Riassumendo i fatti: Stefano Pizzutelli, nell’analizzare le procedure comunali per l’edificazione del Parco del Matusa si è reso conto che l’operazione di assegnazione dei lavori si strutturava su affidamenti per incarichi inferiori a 40 mila
euro, soglia al di sotto della quale non è necessaria una gara di appalto
pubblica per selezionare le ditte
incaricate. Il costo totale della nuova oasi ottavianea è di complessivi 113.000 euro. Senza contare i
38 mila euro spesi per dei tabelloni elettrici in cui si doveva evidenziare il count down
temporale per la realizzazione del parco. Cronografi che da più di un anno segnano lo zero, quindi il completamento dell’opera. Ciò in
totale contrasto con la realtà che vede
il progetto lungi dell’essere realizzato.
Lo spezzettamento degli appalti secondo una quantificazione economica tale per cui essi vengono assegnati in affidamento diretto,
è una prassi consolidata per il sindaco
Ottaviani. Gli ex addetti della
Multiservizi conoscono bene questa pratica. Infatti, dopo essere stati
licenziati dall’azzeccagarbugli frusinate, a seguito della liquidazione della
società, valore 990 mila euro, hanno visto smembrata la loro azienda in piccole
particelle appaltanti la cui valorizzazione dell’ incarico era appena sotto la
soglia necessaria all’indizione di una gara
pubblica .
Sul perché un sindaco preferisca l’affidamento diretto,
piuttosto che una gara pubblica, non mi
pronuncio, anche se ne capisco fin troppo bene le ragioni. Lascio al lettore la risposta. Intendiamoci,
questa non è una procedura illegale, è discutibile, sicuramente non trasparente, induce al sospetto di qualche ipotizzabile magheggio, inserita com’è in quella diffusa zona grigia normativa, in cui un abile azzeccagarbugli può grufolare per
alimentare i suoi interessi e quelli dei suoi sodali senza incorrere in guai
giudiziari. Figuriamoci se uno come
Nicola Ottaviani, abile penalista, aduso a difendere la peggiore feccia
delinquenziale, non sia in grado di
navigare in tali acque limacciose e melmose.
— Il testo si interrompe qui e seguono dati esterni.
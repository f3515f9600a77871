use chrono::{DateTime, Datelike, Local, Months, NaiveDate, TimeZone, Utc};

use crate::error::{MoneyboxError, Result};

const MONTH_FORMAT: &str = "%Y-%m";

fn local_datetime(millis: i64) -> DateTime<Local> {
    DateTime::<Utc>::from_timestamp_millis(millis)
        .unwrap_or_default()
        .with_timezone(&Local)
}

pub fn now_millis() -> i64 {
    Utc::now().timestamp_millis()
}

/// `yyyy-MM` bucket of a timestamp in the local zone.
pub fn month_key(millis: i64) -> String {
    local_datetime(millis).format(MONTH_FORMAT).to_string()
}

pub fn local_date(millis: i64) -> NaiveDate {
    local_datetime(millis).date_naive()
}

pub fn parse_month(key: &str) -> Result<NaiveDate> {
    NaiveDate::parse_from_str(&format!("{key}-01"), "%Y-%m-%d")
        .map_err(|_| MoneyboxError::InvalidInput(format!("bad month '{key}', expected YYYY-MM")))
}

pub fn parse_date(raw: &str) -> Result<NaiveDate> {
    NaiveDate::parse_from_str(raw, "%Y-%m-%d")
        .map_err(|_| MoneyboxError::InvalidInput(format!("bad date '{raw}', expected YYYY-MM-DD")))
}

/// Local midnight of `date` as epoch millis.
pub fn date_to_millis(date: NaiveDate) -> i64 {
    date.and_hms_opt(0, 0, 0)
        .and_then(|dt| Local.from_local_datetime(&dt).earliest())
        .map(|dt| dt.timestamp_millis())
        .unwrap_or(0)
}

fn shift(date: NaiveDate, offset: i32) -> Option<NaiveDate> {
    if offset >= 0 {
        date.checked_add_months(Months::new(offset as u32))
    } else {
        date.checked_sub_months(Months::new(offset.unsigned_abs()))
    }
}

pub fn add_months(key: &str, offset: i32) -> Result<String> {
    let base = parse_month(key)?;
    shift(base, offset)
        .map(|d| d.format(MONTH_FORMAT).to_string())
        .ok_or_else(|| MoneyboxError::InvalidInput(format!("month out of range: {key} {offset:+}")))
}

pub fn month_sequence(start: &str, count: usize, step: i32) -> Result<Vec<String>> {
    (0..count)
        .map(|i| add_months(start, i as i32 * step))
        .collect()
}

/// Same wall-clock time `offset` calendar months later, clamped to month end.
pub fn add_months_to_millis(millis: i64, offset: i32) -> i64 {
    let dt = local_datetime(millis).naive_local();
    shift(dt.date(), offset)
        .and_then(|d| Local.from_local_datetime(&d.and_time(dt.time())).earliest())
        .map(|d| d.timestamp_millis())
        .unwrap_or(millis)
}

#[derive(Debug, Clone, Copy, PartialEq, Eq)]
pub struct BudgetCycle {
    pub start: NaiveDate,
    pub end_inclusive: NaiveDate,
}

fn days_in_month(year: i32, month: u32) -> u32 {
    let first = NaiveDate::from_ymd_opt(year, month, 1);
    let next = first.and_then(|d| d.checked_add_months(Months::new(1)));
    match (first, next) {
        (Some(a), Some(b)) => (b - a).num_days() as u32,
        _ => 28,
    }
}

fn cycle_start_in(month: NaiveDate, start_day: u32) -> NaiveDate {
    let day = start_day.min(days_in_month(month.year(), month.month()));
    NaiveDate::from_ymd_opt(month.year(), month.month(), day).unwrap_or(month)
}

/// The budget cycle containing `today` for a cycle that starts on `start_day`.
pub fn budget_cycle(today: NaiveDate, start_day: u32) -> BudgetCycle {
    let start_day = start_day.clamp(1, 31);
    let this_month = today.with_day(1).unwrap_or(today);
    let candidate = cycle_start_in(this_month, start_day);
    let start = if today >= candidate {
        candidate
    } else {
        shift(this_month, -1)
            .map(|m| cycle_start_in(m, start_day))
            .unwrap_or(candidate)
    };
    let next_month = shift(start.with_day(1).unwrap_or(start), 1).unwrap_or(start);
    let next_start = cycle_start_in(next_month, start_day);
    BudgetCycle {
        start,
        end_inclusive: next_start.pred_opt().unwrap_or(next_start),
    }
}

impl BudgetCycle {
    pub fn total_days(&self) -> i64 {
        ((self.end_inclusive - self.start).num_days() + 1).max(1)
    }

    pub fn days_remaining(&self, today: NaiveDate) -> i64 {
        if today > self.end_inclusive {
            0
        } else if today < self.start {
            self.total_days()
        } else {
            (self.end_inclusive - today).num_days() + 1
        }
    }

    /// Half-open millis range `[start, day after end)`.
    pub fn millis_range(&self) -> (i64, i64) {
        let end = self.end_inclusive.succ_opt().unwrap_or(self.end_inclusive);
        (date_to_millis(self.start), date_to_millis(end))
    }
}
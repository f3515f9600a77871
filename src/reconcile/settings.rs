use crate::language;
use crate::models::{defaults, BalanceBaseline, SettingsSnapshot};

/// Trimmed, non-blank, first occurrence wins.
pub fn sanitize_categories(raw: &[String]) -> Vec<String> {
    let mut out: Vec<String> = Vec::with_capacity(raw.len());
    for name in raw {
        let trimmed = name.trim();
        if !trimmed.is_empty() && !out.iter().any(|c| c == trimmed) {
            out.push(trimmed.to_string());
        }
    }
    out
}

/// Negative or non-finite budgets clear the budget.
pub fn sanitize_budget(budget: Option<f64>) -> Option<f64> {
    budget.filter(|b| b.is_finite() && *b >= 0.0)
}

pub fn clamp_cycle_day(day: i64) -> u32 {
    day.clamp(1, 31) as u32
}

/// Legacy configs stored the last day of the cycle instead of the first.
pub fn cycle_end_to_start(end_day: i64) -> u32 {
    if end_day <= 0 || end_day >= 31 {
        1
    } else {
        (end_day + 1).min(31) as u32
    }
}

/// A remote baseline is kept only when both parts are usable.
pub fn sanitize_remote_baseline(baseline: Option<BalanceBaseline>) -> Option<BalanceBaseline> {
    baseline.filter(|b| b.amount.is_finite() && b.amount >= 0.0 && b.date_millis > 0)
}

fn or_default(value: &str, fallback: &str) -> String {
    let trimmed = value.trim();
    if trimmed.is_empty() {
        fallback.to_string()
    } else {
        trimmed.to_string()
    }
}

/// Sanitize every field of a remote snapshot independently. The result is clean.
pub fn sanitize_remote(remote: &SettingsSnapshot) -> SettingsSnapshot {
    SettingsSnapshot {
        language: language::sanitize(&remote.language),
        currency: or_default(&remote.currency, defaults::CURRENCY),
        expense_categories: sanitize_categories(&remote.expense_categories),
        income_categories: sanitize_categories(&remote.income_categories),
        budget_monthly: sanitize_budget(remote.budget_monthly),
        budget_cycle_start_day: clamp_cycle_day(remote.budget_cycle_start_day as i64),
        theme_mode: or_default(&remote.theme_mode, defaults::THEME_MODE),
        accent_color: or_default(&remote.accent_color, defaults::ACCENT_COLOR),
        balance_baseline: sanitize_remote_baseline(remote.balance_baseline),
        updated_at: remote.updated_at,
        dirty: false,
    }
}

/// Whether a fetched remote snapshot may replace local settings.
///
/// A dirty local snapshot always blocks. Two never-synced snapshots (both at
/// the zero sentinel) always apply. Otherwise remote must be strictly newer.
pub fn should_apply(local: &SettingsSnapshot, remote: &SettingsSnapshot) -> bool {
    if local.dirty {
        return false;
    }
    if local.updated_at == 0 && remote.updated_at == 0 {
        return true;
    }
    remote.updated_at > local.updated_at
}
use std::collections::{HashMap, HashSet};

use crate::models::{PendingOp, SavingsGoal};

pub fn remove_stale_deletes(goals: Vec<SavingsGoal>) -> Vec<SavingsGoal> {
    goals.into_iter().filter(|g| !g.is_stale_tombstone()).collect()
}

/// Case-insensitive by name, id as tie-break so the order is stable.
pub fn sort_by_name(goals: &mut [SavingsGoal]) {
    goals.sort_by(|a, b| {
        a.name
            .to_lowercase()
            .cmp(&b.name.to_lowercase())
            .then_with(|| a.id.cmp(&b.id))
    });
}

/// What the user sees: no tombstones, sorted.
pub fn displayable(goals: Vec<SavingsGoal>) -> Vec<SavingsGoal> {
    let mut visible: Vec<SavingsGoal> = goals.into_iter().filter(|g| !g.deleted).collect();
    sort_by_name(&mut visible);
    visible
}

fn visible_fields_differ(a: &SavingsGoal, b: &SavingsGoal) -> bool {
    a.name != b.name || a.target != b.target || a.deadline_millis != b.deadline_millis
}

#[derive(Debug, Clone, PartialEq)]
pub struct GoalMerge {
    pub goals: Vec<SavingsGoal>,
    /// Entries actually changed by the remote list.
    pub applied: usize,
}

/// Three-way merge of the local goal list with the remote one, per goal id.
pub fn merge_goals(local: Vec<SavingsGoal>, remote: &[SavingsGoal]) -> GoalMerge {
    let mut local_by_id: HashMap<String, SavingsGoal> =
        local.into_iter().map(|g| (g.id.clone(), g)).collect();
    let mut seen: HashSet<&str> = HashSet::new();
    let mut result: Vec<SavingsGoal> = Vec::new();
    let mut applied = 0;

    for remote_goal in remote {
        if !seen.insert(remote_goal.id.as_str()) {
            continue;
        }
        let adopted = SavingsGoal {
            pending_op: None,
            ..remote_goal.clone()
        };
        match local_by_id.remove(&remote_goal.id) {
            None => {
                // Never create a tombstone for an id we never had.
                if !remote_goal.deleted {
                    result.push(adopted);
                    applied += 1;
                }
            }
            Some(local_goal) if local_goal.is_dirty() => {
                if remote_goal.updated_at > local_goal.updated_at {
                    if !remote_goal.deleted {
                        result.push(adopted);
                        applied += 1;
                    } else if !local_goal.deleted {
                        applied += 1;
                    }
                } else {
                    result.push(local_goal);
                }
            }
            Some(local_goal) => {
                if remote_goal.deleted {
                    if !local_goal.deleted {
                        applied += 1;
                    }
                } else if remote_goal.updated_at > local_goal.updated_at
                    || visible_fields_differ(remote_goal, &local_goal)
                {
                    result.push(adopted);
                    applied += 1;
                } else {
                    result.push(local_goal);
                }
            }
        }
    }

    // Not yet observed by the server.
    result.extend(local_by_id.into_values().filter(|g| !g.is_stale_tombstone()));

    let mut goals = remove_stale_deletes(result);
    sort_by_name(&mut goals);
    GoalMerge { goals, applied }
}

/// Apply push acknowledgements: clear the pending op, take the server's
/// canonical name/target/timestamp, drop anything acknowledged as deleted.
pub fn apply_acks(current: Vec<SavingsGoal>, acks: &[SavingsGoal]) -> Vec<SavingsGoal> {
    let by_id: HashMap<&str, &SavingsGoal> = acks.iter().map(|a| (a.id.as_str(), a)).collect();
    let known: HashSet<String> = current.iter().map(|g| g.id.clone()).collect();

    let mut updated: Vec<SavingsGoal> = current
        .into_iter()
        .filter_map(|goal| match by_id.get(goal.id.as_str()) {
            None => Some(goal),
            Some(ack) if ack.deleted => None,
            Some(ack) => Some(SavingsGoal {
                name: ack.name.clone(),
                target: ack.target,
                updated_at: ack.updated_at,
                pending_op: None,
                deleted: false,
                ..goal
            }),
        })
        .collect();

    updated.extend(
        acks.iter()
            .filter(|a| !a.deleted && !known.contains(&a.id))
            .map(|a| SavingsGoal {
                pending_op: None,
                ..a.clone()
            }),
    );
    let mut goals = remove_stale_deletes(updated);
    sort_by_name(&mut goals);
    goals
}

/// Re-offer every goal after a bootstrap.
pub fn flag_for_bootstrap(goals: Vec<SavingsGoal>, now: i64) -> Vec<SavingsGoal> {
    goals
        .into_iter()
        .map(|g| SavingsGoal {
            pending_op: Some(PendingOp::for_bootstrap(g.pending_op, g.deleted)),
            updated_at: now,
            ..g
        })
        .collect()
}
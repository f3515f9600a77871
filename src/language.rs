pub const SUPPORTED: &[&str] = &["en", "et", "fi", "sv", "ru", "lv", "lt", "no", "da", "pl", "de"];
pub const FALLBACK: &str = "en";

/// Normalise a language tag to a supported code. `"en-US"` becomes `"en"`,
/// anything unsupported becomes [`FALLBACK`].
pub fn sanitize(raw: &str) -> String {
    let normalized = raw.trim().to_lowercase();
    if normalized.is_empty() {
        return FALLBACK.to_string();
    }
    if SUPPORTED.contains(&normalized.as_str()) {
        return normalized;
    }
    let base = normalized
        .split(['-', '_'])
        .next()
        .filter(|b| !b.is_empty())
        .unwrap_or(normalized.as_str());
    if SUPPORTED.contains(&base) {
        base.to_string()
    } else {
        FALLBACK.to_string()
    }
}

/// The language the process is currently presenting. Created once at startup
/// and moved forward only through [`LocaleState::apply`].
#[derive(Debug, Default)]
pub struct LocaleState {
    applied: Option<String>,
}

impl LocaleState {
    pub fn new(initial: &str) -> Self {
        Self {
            applied: Some(sanitize(initial)),
        }
    }

    pub fn current(&self) -> &str {
        self.applied.as_deref().unwrap_or(FALLBACK)
    }

    /// Returns true when the sanitized code differs from what was applied.
    pub fn apply(&mut self, code: &str) -> bool {
        let sanitized = sanitize(code);
        if self.applied.as_deref() == Some(sanitized.as_str()) {
            return false;
        }
        log::debug!("locale switched to {sanitized}");
        self.applied = Some(sanitized);
        true
    }
}
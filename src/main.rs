mod cli;
mod config;
mod db;
mod error;
mod fmt;
mod language;
mod models;
mod months;
mod preferences;
mod reconcile;
mod remote;
mod sync;
mod transactions;

use clap::Parser;

use cli::{Cli, Commands, GoalsCommands, SettingsCommands};

fn main() {
    env_logger::Builder::from_env(env_logger::Env::default().default_filter_or("warn")).init();

    let cli = Cli::parse();

    let result = match cli.command {
        Commands::Init {
            data_dir,
            owner,
            remote,
            no_remote,
        } => cli::init::run(data_dir, owner, remote, no_remote),
        Commands::Add {
            amount,
            category,
            income,
            date,
            note,
            repeat,
        } => cli::entries::add(amount, category, income, date, note, repeat),
        Commands::Save {
            goal,
            amount,
            withdraw,
            date,
            note,
        } => cli::entries::save(&goal, amount, withdraw, date, note),
        Commands::Edit {
            id,
            amount,
            category,
            date,
            note,
            tx_type,
        } => cli::entries::edit(&id, amount, category, date, note, tx_type),
        Commands::Delete { id } => cli::entries::delete(&id),
        Commands::List {
            month,
            recent,
            planned,
            before,
            from_date,
            to_date,
        } => cli::entries::list(month, recent, planned, before, from_date, to_date),
        Commands::Summary { month, months } => cli::summary::run(month, months),
        Commands::Settings { command } => match command {
            SettingsCommands::Show => cli::settings::show(),
            SettingsCommands::Set { key, value } => cli::settings::set(&key, &value),
            SettingsCommands::Baseline { amount, date } => cli::settings::baseline(amount, date),
            SettingsCommands::ClearBaseline => cli::settings::clear_baseline(),
        },
        Commands::Goals { command } => match command {
            GoalsCommands::List => cli::goals::list(),
            GoalsCommands::Add { name, target, deadline } => cli::goals::add(&name, target, deadline),
            GoalsCommands::Update {
                id,
                name,
                target,
                deadline,
            } => cli::goals::update(&id, name, target, deadline),
            GoalsCommands::Delete { id } => cli::goals::delete(&id),
        },
        Commands::Sync { command } => cli::sync::run(command),
        Commands::Status => cli::status::run(),
        Commands::Purge { days } => cli::status::purge(days),
    };

    if let Err(e) = result {
        eprintln!("Error: {e}");
        std::process::exit(1);
    }
}
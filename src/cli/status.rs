use crate::config::load_config;
use crate::db::get_connection;
use crate::error::Result;
use crate::months::now_millis;
use crate::preferences;
use crate::transactions;

pub fn run() -> Result<()> {
    let config = load_config();
    let db_path = config.db_path();

    println!("Owner:      {}", config.owner_id);
    println!("Data dir:   {}", config.data_dir);
    println!("Database:   {}", db_path.display());
    println!("Remote:     {}", config.remote.as_deref().unwrap_or("(local-only)"));

    if db_path.exists() {
        let conn = get_connection(&db_path)?;
        crate::db::init_db(&conn)?;

        let (total, deleted) = transactions::count_all(&conn)?;
        let dirty = transactions::count_dirty(&conn)?;
        let settings = preferences::snapshot(&conn)?;
        let goals = preferences::visible_goals(&conn)?.len();
        let pending_goals = preferences::pending_goals(&conn)?.len();
        let checkpoint = preferences::last_delta_sync_at(&conn)?;

        println!();
        println!("Transactions:   {total} ({deleted} deleted)");
        println!("Unsynced:       {dirty}");
        println!("Settings:       {}", if settings.dirty { "modified" } else { "synced" });
        println!("Goals:          {goals} ({pending_goals} unsynced)");
        println!("Checkpoint:     {checkpoint}");
    } else {
        println!();
        println!("Database not found. Run `moneybox init` to set up.");
    }

    Ok(())
}

pub fn purge(days: Option<i64>) -> Result<()> {
    let (mut config, conn) = super::open_store()?;
    if let Some(d) = days {
        config.tombstone_retention_days = d;
    }
    let cutoff = config.retention_cutoff(now_millis());
    let removed = transactions::purge_deleted(&conn, cutoff)?;
    println!("Purged {removed} synced deletions older than {} days", config.tombstone_retention_days.max(0));
    Ok(())
}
Ma non è questa, secondo me
l’eclatanza che emerge dall’affaire Pizzutelli-Ottaviani. La risposta dell’amministrazione frusinate all’ esposto ,che il consigliere di Frosinone
in Comune ha inoltrato alla Procura della Repubblica sulle procedure di
affidamento dei lavori per il Parco del
Matusa, non è stata sostanziata nel
merito con la dovuta chiarezza. Ha visto, in primis, l’insulto, poi dileggio verso l’incauto oppositore , quindi
una denuncia per diffamazione ai danni
dello stesso malcapitato consigliere.
La
novità di questo atteggiamento è che tutto ciò non è una novità. La gestione privatistica e padronale di Ottaviani, prevede che chiunque osi opporsi
al suo diritto di proprietà sul Capoluogo, o è un buffone o un avanzo di galera . Tale prassi è stata ampiamente esercitata sin dal primo
giorno d’insediamento del sindaco già a
partire dalla prima consiliatura.
Ad esempio ricordiamo gli sberleffi rivolti ai cittadini a cui, nel corso di un consiglio comunale, prima furono sequestrati cartelli di protesta, poi presi in giro, costretti a vedere sindaco
e consiglieri sbandierargli in faccia cartello con scritto:” Terme Romane gli altri le abbelano noi le ripariamo”. La vicenda
riguardava la delibera che, in ambito di edilizia contratta, concedeva un terreno dall’alto valore archeologico ad un
costruttore privato per l’edificazione di un mostruoso complesso edilizio. Chi partecipò a quel consiglio comunale comunque
potrebbe ritornare in comune con un altro cartello “Disabbelate la delibera 26”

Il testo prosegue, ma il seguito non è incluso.